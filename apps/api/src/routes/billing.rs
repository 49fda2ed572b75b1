//! Routes backed by outbound collaborators: the Plano PRO subscription
//! checkout and the bakery dialog's postal-code lookup.

use axum::extract::rejection::JsonRejection;
use axum::extract::{Path, State};
use axum::response::{IntoResponse, Response};
use axum::Json;
use serde::{Deserialize, Serialize};
use serde_json::json;

use moinho_core::validation::validate_postal_code;
use moinho_core::CoreError;

use super::json_body;
use crate::auth::AuthUser;
use crate::collaborators::postal::PostalAddress;
use crate::collaborators::CollaboratorError;
use crate::error::ApiError;
use crate::state::AppState;

#[derive(Debug, Default, Deserialize)]
#[serde(rename_all = "camelCase", default)]
pub struct SubscriptionRequest {
    pub user_email: String,
    pub user_name: String,
}

#[derive(Debug, Serialize)]
#[serde(rename_all = "camelCase")]
pub struct SubscriptionResponse {
    pub checkout_url: String,
}

/// Errors on this route are `{ "error": message }`, the shape the checkout
/// button reads.
pub struct SubscriptionError(ApiError);

impl IntoResponse for SubscriptionError {
    fn into_response(self) -> Response {
        (self.0.status(), Json(json!({ "error": self.0.message }))).into_response()
    }
}

impl From<ApiError> for SubscriptionError {
    fn from(err: ApiError) -> Self {
        SubscriptionError(err)
    }
}

impl From<CollaboratorError> for SubscriptionError {
    fn from(err: CollaboratorError) -> Self {
        SubscriptionError(err.into())
    }
}

/// `POST /api/create-subscription` → `{ checkoutUrl }`.
pub async fn create_subscription(
    State(state): State<AppState>,
    _user: AuthUser,
    payload: Result<Json<SubscriptionRequest>, JsonRejection>,
) -> Result<Json<SubscriptionResponse>, SubscriptionError> {
    let request = json_body(payload)?;
    let email = request.user_email.trim();
    let name = request.user_name.trim();
    if email.is_empty() || name.is_empty() {
        return Err(ApiError::bad_request("userEmail and userName are required").into());
    }

    let checkout_url = state.checkout.create_subscription(email, name).await?;
    Ok(Json(SubscriptionResponse { checkout_url }))
}

/// `GET /api/postal/{code}`; the code may carry a hyphen.
pub async fn postal_lookup(
    State(state): State<AppState>,
    _user: AuthUser,
    Path(code): Path<String>,
) -> Result<Json<PostalAddress>, ApiError> {
    let cep = validate_postal_code(&code).map_err(CoreError::from)?;

    state
        .postal
        .lookup(&cep)
        .await?
        .map(Json)
        .ok_or_else(|| ApiError::not_found("Postal code"))
}

#[cfg(test)]
mod tests {
    use crate::collaborators::test_server;
    use crate::config::AppConfig;
    use crate::test_support::{send, signup, test_app_with};
    use axum::extract::Path;
    use axum::http::{Method, StatusCode};
    use axum::routing::{get, post};
    use axum::{Json, Router};
    use serde_json::{json, Value};

    async fn fake_upstream() -> String {
        let router = Router::new()
            .route(
                "/preapproval",
                post(|Json(body): Json<Value>| async move {
                    let id = body["payer_email"].as_str().unwrap_or_default().to_string();
                    Json(json!({ "id": id, "init_point": "https://mp.test/checkout" }))
                }),
            )
            .route(
                "/ws/{cep}/json/",
                get(|Path(cep): Path<String>| async move {
                    if cep == "01310100" {
                        Json(json!({ "logradouro": "Avenida Paulista", "bairro": "Bela Vista", "localidade": "São Paulo", "uf": "SP" }))
                    } else {
                        Json(json!({ "erro": true }))
                    }
                }),
            );
        test_server::spawn(router).await
    }

    async fn app() -> (Router, String) {
        let upstream = fake_upstream().await;
        let mut config = AppConfig::defaults().unwrap();
        config.checkout.base_url = upstream.clone();
        config.checkout.access_token = Some("test-token".to_string());
        config.postal.base_url = upstream;

        let (app, _) = test_app_with(config).await;
        let (token, _) = signup(&app, "ana@moinho.app").await;
        (app, token)
    }

    #[tokio::test]
    async fn test_create_subscription() {
        let (app, token) = app().await;

        let (status, body) = send(
            &app,
            Method::POST,
            "/api/create-subscription",
            Some(&token),
            Some(json!({ "userEmail": "ana@moinho.app", "userName": "Ana" })),
        )
        .await;
        assert_eq!(status, StatusCode::OK);
        assert_eq!(body["checkoutUrl"], "https://mp.test/checkout");

        let (status, body) = send(
            &app,
            Method::POST,
            "/api/create-subscription",
            Some(&token),
            Some(json!({ "userEmail": "ana@moinho.app" })),
        )
        .await;
        assert_eq!(status, StatusCode::BAD_REQUEST);
        assert!(body["error"].is_string());
    }

    #[tokio::test]
    async fn test_subscription_without_checkout_token() {
        let (app, _) = crate::test_support::test_app().await;
        let (token, _) = signup(&app, "ana@moinho.app").await;

        let (status, body) = send(
            &app,
            Method::POST,
            "/api/create-subscription",
            Some(&token),
            Some(json!({ "userEmail": "ana@moinho.app", "userName": "Ana" })),
        )
        .await;
        assert_eq!(status, StatusCode::BAD_GATEWAY);
        assert!(body["error"].is_string());
        assert!(body.get("checkoutUrl").is_none());
    }

    #[tokio::test]
    async fn test_postal_lookup() {
        let (app, token) = app().await;

        let (status, body) = send(&app, Method::GET, "/api/postal/01310-100", Some(&token), None).await;
        assert_eq!(status, StatusCode::OK);
        assert_eq!(body["street"], "Avenida Paulista");
        assert_eq!(body["postalCode"], "01310100");

        let (status, _) = send(&app, Method::GET, "/api/postal/99999999", Some(&token), None).await;
        assert_eq!(status, StatusCode::NOT_FOUND);

        let (status, body) = send(&app, Method::GET, "/api/postal/123", Some(&token), None).await;
        assert_eq!(status, StatusCode::UNPROCESSABLE_ENTITY);
        assert_eq!(body["code"], "VALIDATION_ERROR");
    }
}
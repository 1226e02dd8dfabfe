//! Two-block circular arena over a fixed byte range.
//!
//! CAD scenes allocate and release small records at high rates but with
//! coarse temporal locality: objects are created during a load and released
//! at shutdown. A bump allocator with deferred block retirement matches this
//! pattern and keeps allocation cost O(1) amortized without fragmentation
//! pathologies.
//!
//! The arena manages the range `[buffer_start, buffer_end)` with four
//! markers, ordered at all times as
//!
//! ```text
//! buffer_start <= block2_start <= block2_end <= block1_start <= block1_end <= buffer_end
//! ```
//!
//! Block 1 is the current region; block 2 is the wrapped region created once
//! block 1 reaches the end of the buffer. Allocation records are stored
//! inline in fixed-capacity allocation blocks and are retired strictly FIFO
//! within each region: a fully dead block is popped only once it reaches the
//! head of its list, rewinding the region's start marker. When block 1
//! becomes empty it collapses onto block 2, which then restarts empty at the
//! buffer start.

use {ash::vk, std::collections::VecDeque};

/// Rounds `value` up to the next multiple of `granularity`.
///
/// Granularities are not required to be powers of two; the data storage
/// places 33..=48-byte records on a 48-byte grid.
fn round_up(value: vk::DeviceSize, granularity: vk::DeviceSize) -> vk::DeviceSize {
    value.div_ceil(granularity) * granularity
}

/// Identifies one record inside one [`CircularArena`].
///
/// Ids are arena-local sequence numbers; they are never reused.
#[derive(Clone, Copy, Debug, Eq, Hash, Ord, PartialEq, PartialOrd)]
pub struct RecordId(u64);

/// One allocation carved out of the arena.
#[derive(Debug)]
pub struct ArenaRecord<T> {
    /// Address of the first byte of the allocation.
    pub address: vk::DeviceAddress,

    /// Byte count of the allocation as requested by the caller.
    pub size: vk::DeviceSize,

    /// Caller data; `None` once the record has been freed.
    pub payload: Option<T>,
}

#[derive(Debug)]
struct AllocationBlock<T, const N: usize> {
    base_seq: u64,
    live: usize,
    records: Vec<ArenaRecord<T>>,
}

impl<T, const N: usize> AllocationBlock<T, N> {
    fn new(base_seq: u64) -> Self {
        Self {
            base_seq,
            live: 0,
            records: Vec::with_capacity(N),
        }
    }
}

→ **INSTRUCTIONS FOR THE TASK**:
Everything from the first line of the entries above through the line with "fn into_response(self) ->" is to be reproduced exactly, and nothing else.

→ **EXERCISE RESULT**:
filename apps/api/src/routes/billing.rs
repository 49fda2ed572b75b1
//! Routes backed by outbound collaborators: the Plano PRO subscription
//! checkout and the bakery dialog's postal-code lookup.

use axum::extract::rejection::JsonRejection;
use axum::extract::{Path, State};
use axum::response::{IntoResponse, Response};
use axum::Json;
use serde::{Deserialize, Serialize};
use serde_json::json;

use moinho_core::validation::validate_postal_code;
use moinho_core::CoreError;

use super::json_body;
use crate::auth::AuthUser;
use crate::collaborators::postal::PostalAddress;
use crate::collaborators::CollaboratorError;
use crate::error::ApiError;
use crate::state::AppState;

#[derive(Debug, Default, Deserialize)]
#[serde(rename_all = "camelCase", default)]
pub struct SubscriptionRequest {
    pub user_email: String,
    pub user_name: String,
}

#[derive(Debug, Serialize)]
#[serde(rename_all = "camelCase")]
pub struct SubscriptionResponse {
    pub checkout_url: String,
}

/// Errors on this route are `{ "error": message }`, the shape the checkout
/// button reads.
pub struct SubscriptionError(ApiError);

impl IntoResponse for SubscriptionError {
    fn into_response(self) -> Response {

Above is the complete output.